Another huge contributor

          Another influential wordsmith I found early as I was beginning what I fondly refer to as my "inside journey" was Wayne Dyer. His method of speaking so simply, so directly to the issues in my life captured my rapt attention beginning with his first book Your Erroneous Zones.  Through his communications, I learned to identify and speak my truth – not in all situations but at least to open the door to the power of positive thinking. To this day, every time he appears on PBS, I garner some new insight into my well-being.

          These are just two of the early healers who presented themselves to me when I was just beginning to find my way through the emotional gauntlet of spiritual growth and development. Before them, my life was about holding the voices and attitudes and opinions of my father or my fiancĂ© above my own. At that time in my life I didn’t know it was okay to own my own feelings.
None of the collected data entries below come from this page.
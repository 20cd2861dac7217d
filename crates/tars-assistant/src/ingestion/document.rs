//! Paginated document batch loader

use std::path::{Path, PathBuf};
use std::sync::Arc;
use std::time::Duration;
use walkdir::WalkDir;

use super::pdf::PdfParser;
use crate::config::DocumentConfig;
use crate::error::{Error, Result};
use crate::types::{NormalizedDocument, SourceType};

/// Extracts page texts from one kind of paginated file.
///
/// Parsing is synchronous; the loader runs it on the blocking pool.
pub trait DocumentParser: Send + Sync {
    /// Lower-case extensions this parser accepts
    fn extensions(&self) -> &[&'static str];

    /// Whether the backend is compiled in
    fn is_available(&self) -> bool;

    /// One string per page, in page order
    fn parse_pages(&self, path: &Path) -> Result<Vec<String>>;
}

/// A file left out of the batch
#[derive(Debug, Clone, PartialEq, Eq)]
pub struct SkippedFile {
    pub path: PathBuf,
    pub reason: String,
}

/// Outcome of a batch load
#[derive(Debug, Clone)]
pub struct BatchReport {
    pub document: NormalizedDocument,
    /// File names that made it into the document, in input order
    pub processed: Vec<String>,
    pub skipped: Vec<SkippedFile>,
}

impl BatchReport {
    fn failed(document: NormalizedDocument, skipped: Vec<SkippedFile>) -> Self {
        Self {
            document,
            processed: Vec::new(),
            skipped,
        }
    }

    /// Some files were loaded and some were skipped
    pub fn is_partial(&self) -> bool {
        !self.processed.is_empty() && !self.skipped.is_empty()
    }
}

/// Loads a batch of documents into one delimited [`NormalizedDocument`]
pub struct DocumentLoader {
    parser: Arc<dyn DocumentParser>,
    directory: PathBuf,
    timeout: Duration,
}

impl DocumentLoader {
    pub fn new(parser: Arc<dyn DocumentParser>, directory: impl Into<PathBuf>, timeout: Duration) -> Self {
        Self {
            parser,
            directory: directory.into(),
            timeout,
        }
    }

    /// PDF loader over the configured directory
    pub fn from_config(config: &DocumentConfig) -> Self {
        Self::new(
            Arc::new(PdfParser::new()),
            config.directory.clone(),
            Duration::from_secs(config.parse_timeout_secs),
        )
    }

    /// Load `paths`, or every matching file of the documents directory
    pub async fn load(&self, paths: Option<Vec<PathBuf>>) -> NormalizedDocument {
        self.load_batch(paths).await.document
    }

    pub async fn load_batch(&self, paths: Option<Vec<PathBuf>>) -> BatchReport {
        if !self.parser.is_available() {
            let err = Error::DependencyMissing(format!(
                "no parser backend for .{} files is compiled in",
                self.parser.extensions().join("/.")
            ));
            return BatchReport::failed(
                NormalizedDocument::failure(SourceType::Document, None, "Library not installed", &err),
                Vec::new(),
            );
        }

        let paths = match paths {
            Some(paths) if paths.is_empty() => {
                return BatchReport::failed(
                    NormalizedDocument::failure(
                        SourceType::Document,
                        None,
                        "No document provided",
                        &Error::input("No files were provided for processing."),
                    ),
                    Vec::new(),
                );
            }
            Some(paths) => paths,
            None => match self.scan_directory() {
                Ok(paths) => paths,
                Err((title, err)) => {
                    tracing::warn!(directory = %self.directory.display(), error = %err, "Document scan failed");
                    return BatchReport::failed(
                        NormalizedDocument::failure(SourceType::Document, None, title, &err),
                        Vec::new(),
                    );
                }
            },
        };

        let mut sections = Vec::new();
        let mut processed = Vec::new();
        let mut skipped = Vec::new();

        for path in paths {
            let name = display_name(&path);
            match self.parse_file(&path).await {
                Ok(text) => {
                    tracing::info!(file = %name, chars = text.len(), "Document processed");
                    sections.push(format!("--- BEGIN: {} ---\n{}\n--- END: {} ---", name, text, name));
                    processed.push(name);
                }
                Err(e) => {
                    tracing::warn!(file = %path.display(), error = %e, "Skipping document");
                    skipped.push(SkippedFile {
                        path,
                        reason: e.to_string(),
                    });
                }
            }
        }

        if processed.is_empty() {
            let reasons = skipped
                .iter()
                .map(|s| format!("- {}: {}", s.path.display(), s.reason))
                .collect::<Vec<_>>()
                .join("\n");
            let document = NormalizedDocument::source_error(
                SourceType::Document,
                None,
                "Processing failed",
                format!("None of the provided files could be processed.\n{}", reasons),
            );
            return BatchReport::failed(document, skipped);
        }

        if !skipped.is_empty() {
            tracing::warn!(
                processed = processed.len(),
                skipped = skipped.len(),
                "Document batch partially loaded"
            );
        }

        BatchReport {
            document: NormalizedDocument::new(
                SourceType::Document,
                None,
                format!("Files: {}", processed.join(", ")),
                sections.join("\n\n"),
            ),
            processed,
            skipped,
        }
    }

    /// Parse one file on the blocking pool, bounded by the per-file timeout
    async fn parse_file(&self, path: &Path) -> Result<String> {
        if !path.is_file() {
            return Err(Error::input(format!("File not found: {}", path.display())));
        }

        let parser = self.parser.clone();
        let owned = path.to_path_buf();
        let task = tokio::task::spawn_blocking(move || parser.parse_pages(&owned));

        let pages = match tokio::time::timeout(self.timeout, task).await {
            Ok(Ok(result)) => result?,
            Ok(Err(join)) => return Err(Error::internal(format!("Parser task failed: {}", join))),
            Err(_) => {
                return Err(Error::file_parse(
                    display_name(path),
                    format!("timed out after {:?}", self.timeout),
                ))
            }
        };

        let text = pages.join("\n");
        if text.trim().is_empty() {
            return Err(Error::file_parse(display_name(path), "no extractable text"));
        }
        Ok(text)
    }

    /// Matching files directly inside the documents directory, by name
    fn scan_directory(&self) -> std::result::Result<Vec<PathBuf>, (&'static str, Error)> {
        if !self.directory.is_dir() {
            return Err((
                "Folder not found",
                Error::input(format!("Documents folder not found: {}", self.directory.display())),
            ));
        }

        let extensions = self.parser.extensions();
        let paths: Vec<PathBuf> = WalkDir::new(&self.directory)
            .min_depth(1)
            .max_depth(1)
            .sort_by_file_name()
            .into_iter()
            .filter_map(|entry| entry.ok())
            .filter(|entry| entry.file_type().is_file())
            .map(|entry| entry.into_path())
            .filter(|path| {
                path.extension()
                    .and_then(|ext| ext.to_str())
                    .map(|ext| extensions.iter().any(|known| known.eq_ignore_ascii_case(ext)))
                    .unwrap_or(false)
            })
            .collect();

        if paths.is_empty() {
            return Err((
                "No documents found",
                Error::input(format!(
                    "No .{} files found in {}",
                    extensions.join("/."),
                    self.directory.display()
                )),
            ));
        }

        tracing::debug!(directory = %self.directory.display(), files = paths.len(), "Scanned documents folder");
        Ok(paths)
    }
}

fn display_name(path: &Path) -> String {
    path.file_name()
        .map(|n| n.to_string_lossy().into_owned())
        .unwrap_or_else(|| path.display().to_string())
}

#[cfg(test)]
mod tests {
    use super::*;
    use crate::types::SourceKind;
    use std::fs;
    use tempfile::TempDir;

    /// Reads files as text, one page per `\f`; fails on files containing `BROKEN`
    struct TextPageParser {
        available: bool,
        delay: Option<Duration>,
    }

    impl TextPageParser {
        fn working() -> Arc<Self> {
            Arc::new(Self {
                available: true,
                delay: None,
            })
        }
    }

    impl DocumentParser for TextPageParser {
        fn extensions(&self) -> &[&'static str] {
            &["pdf"]
        }

        fn is_available(&self) -> bool {
            self.available
        }

        fn parse_pages(&self, path: &Path) -> Result<Vec<String>> {
            if let Some(delay) = self.delay {
                std::thread::sleep(delay);
            }
            let text = fs::read_to_string(path)?;
            if text.contains("BROKEN") {
                return Err(Error::file_parse(display_name(path), "broken xref table"));
            }
            Ok(text.split('\u{c}').map(String::from).collect())
        }
    }

    fn write(dir: &TempDir, name: &str, content: &str) -> PathBuf {
        let path = dir.path().join(name);
        fs::write(&path, content).unwrap();
        path
    }

    #[tokio::test]
    async fn test_partial_batch_keeps_good_files() {
        let dir = TempDir::new().unwrap();
        let paths = vec![
            write(&dir, "a.pdf", "alpha page 1\u{c}alpha page 2"),
            write(&dir, "b.pdf", "BROKEN"),
            write(&dir, "c.pdf", "gamma"),
        ];

        let loader = DocumentLoader::new(TextPageParser::working(), dir.path(), Duration::from_secs(5));
        let report = loader.load_batch(Some(paths)).await;

        assert!(report.is_partial());
        assert_eq!(report.processed, vec!["a.pdf", "c.pdf"]);
        assert_eq!(report.skipped.len(), 1);
        assert!(report.skipped[0].reason.contains("broken xref"));

        let doc = report.document;
        assert_eq!(doc.source_kind, SourceKind::Document);
        assert_eq!(doc.title, "Files: a.pdf, c.pdf");
        assert!(doc.origin_url.is_none());
        assert_eq!(
            doc.body,
            "--- BEGIN: a.pdf ---\nalpha page 1\nalpha page 2\n--- END: a.pdf ---\n\n\
             --- BEGIN: c.pdf ---\ngamma\n--- END: c.pdf ---"
        );
        assert!(!doc.body.contains("b.pdf"));
    }

    #[tokio::test]
    async fn test_all_files_fail() {
        let dir = TempDir::new().unwrap();
        let paths = vec![
            write(&dir, "x.pdf", "BROKEN"),
            dir.path().join("missing.pdf"),
        ];

        let loader = DocumentLoader::new(TextPageParser::working(), dir.path(), Duration::from_secs(5));
        let report = loader.load_batch(Some(paths)).await;

        assert!(!report.is_partial());
        assert_eq!(report.skipped.len(), 2);
        assert_eq!(report.document.source_kind, SourceKind::SourceError(SourceType::Document));
        assert!(report.document.body.contains("missing.pdf"));
    }

    #[tokio::test]
    async fn test_directory_scan() {
        let dir = TempDir::new().unwrap();
        write(&dir, "b.PDF", "bravo");
        write(&dir, "a.pdf", "alpha");
        write(&dir, "notes.txt", "ignored");
        fs::create_dir(dir.path().join("nested")).unwrap();
        fs::write(dir.path().join("nested").join("deep.pdf"), "ignored").unwrap();

        let loader = DocumentLoader::new(TextPageParser::working(), dir.path(), Duration::from_secs(5));
        let report = loader.load_batch(None).await;

        assert_eq!(report.processed, vec!["a.pdf", "b.PDF"]);
        assert!(!report.is_partial());
    }

    #[tokio::test]
    async fn test_directory_errors() {
        let dir = TempDir::new().unwrap();
        let missing = DocumentLoader::new(
            TextPageParser::working(),
            dir.path().join("nope"),
            Duration::from_secs(5),
        );
        let doc = missing.load(None).await;
        assert_eq!(doc.source_kind, SourceKind::SourceError(SourceType::Document));
        assert_eq!(doc.title, "Folder not found");

        write(&dir, "readme.md", "no pdfs here");
        let empty = DocumentLoader::new(TextPageParser::working(), dir.path(), Duration::from_secs(5));
        let doc = empty.load(None).await;
        assert_eq!(doc.title, "No documents found");
        assert!(doc.is_error());

        let doc = empty.load(Some(Vec::new())).await;
        assert_eq!(doc.title, "No document provided");
    }

    #[tokio::test]
    async fn test_unavailable_backend() {
        let dir = TempDir::new().unwrap();
        let path = write(&dir, "a.pdf", "alpha");
        let parser = Arc::new(TextPageParser {
            available: false,
            delay: None,
        });

        let loader = DocumentLoader::new(parser, dir.path(), Duration::from_secs(5));
        let doc = loader.load(Some(vec![path])).await;
        assert_eq!(doc.source_kind, SourceKind::DependencyError);
    }

    #[tokio::test]
    async fn test_slow_file_times_out() {
        let dir = TempDir::new().unwrap();
        let path = write(&dir, "slow.pdf", "eventually");
        let parser = Arc::new(TextPageParser {
            available: true,
            delay: Some(Duration::from_millis(500)),
        });

        let loader = DocumentLoader::new(parser, dir.path(), Duration::from_millis(20));
        let report = loader.load_batch(Some(vec![path])).await;
        assert!(report.document.is_error());
        assert!(report.skipped[0].reason.contains("timed out"));
    }
}
//! Egress proxy pool for transcript retries

use rand::seq::SliceRandom;

use crate::http::ProxyEndpoint;

/// Candidate proxies, tried in random order
#[derive(Debug, Clone, Default)]
pub struct ProxyPool {
    proxies: Vec<ProxyEndpoint>,
}

impl ProxyPool {
    /// Build from configured URLs, ignoring blanks and duplicates
    pub fn from_urls<S: AsRef<str>>(urls: &[S]) -> Self {
        let mut proxies: Vec<ProxyEndpoint> = Vec::new();
        for url in urls {
            let url = url.as_ref().trim();
            if url.is_empty() || proxies.iter().any(|p| p.url() == url) {
                continue;
            }
            proxies.push(ProxyEndpoint::new(url));
        }
        Self { proxies }
    }

    pub fn len(&self) -> usize {
        self.proxies.len()
    }

    pub fn is_empty(&self) -> bool {
        self.proxies.is_empty()
    }

    /// Every proxy exactly once, in a fresh random order
    pub fn shuffled(&self) -> Vec<ProxyEndpoint> {
        let mut order = self.proxies.clone();
        order.shuffle(&mut rand::thread_rng());
        order
    }

    /// One random proxy
    pub fn pick(&self) -> Option<ProxyEndpoint> {
        self.proxies.choose(&mut rand::thread_rng()).cloned()
    }
}
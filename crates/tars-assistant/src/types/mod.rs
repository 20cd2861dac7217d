//! Core data types

pub mod document;
pub mod message;

pub use document::{NormalizedDocument, SourceKind, SourceType};
pub use message::{ChatMessage, Role};
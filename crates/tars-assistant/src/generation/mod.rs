//! Grounded answer generation over the current document

pub mod orchestrator;
pub mod prompt;
pub mod session;

pub use orchestrator::ConversationOrchestrator;
pub use prompt::PromptBuilder;
pub use session::{ChatSession, SessionInfo};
          It hasn’t always been easy lo these 45+ years since my innocent and naive youth. I have made huge and devastating mistakes with myself and with others. But, today, I feel whole in my imperfection. I am honestly proud of the strength of who I am, even if I have hurt myself and others in the process. I am proud to say my senior voice has been crafted out of the words and the feelings behind the words of these two wonderful men, Leo and Wayne, as well as those of Depak, Earnest, Chris, Edward, Louise, Melody, Jeff, Mary Anne, Eckhart, and many, many more.

          Were there words of others that enhanced your life and helped make the journey easier or more fun, more complete or richer?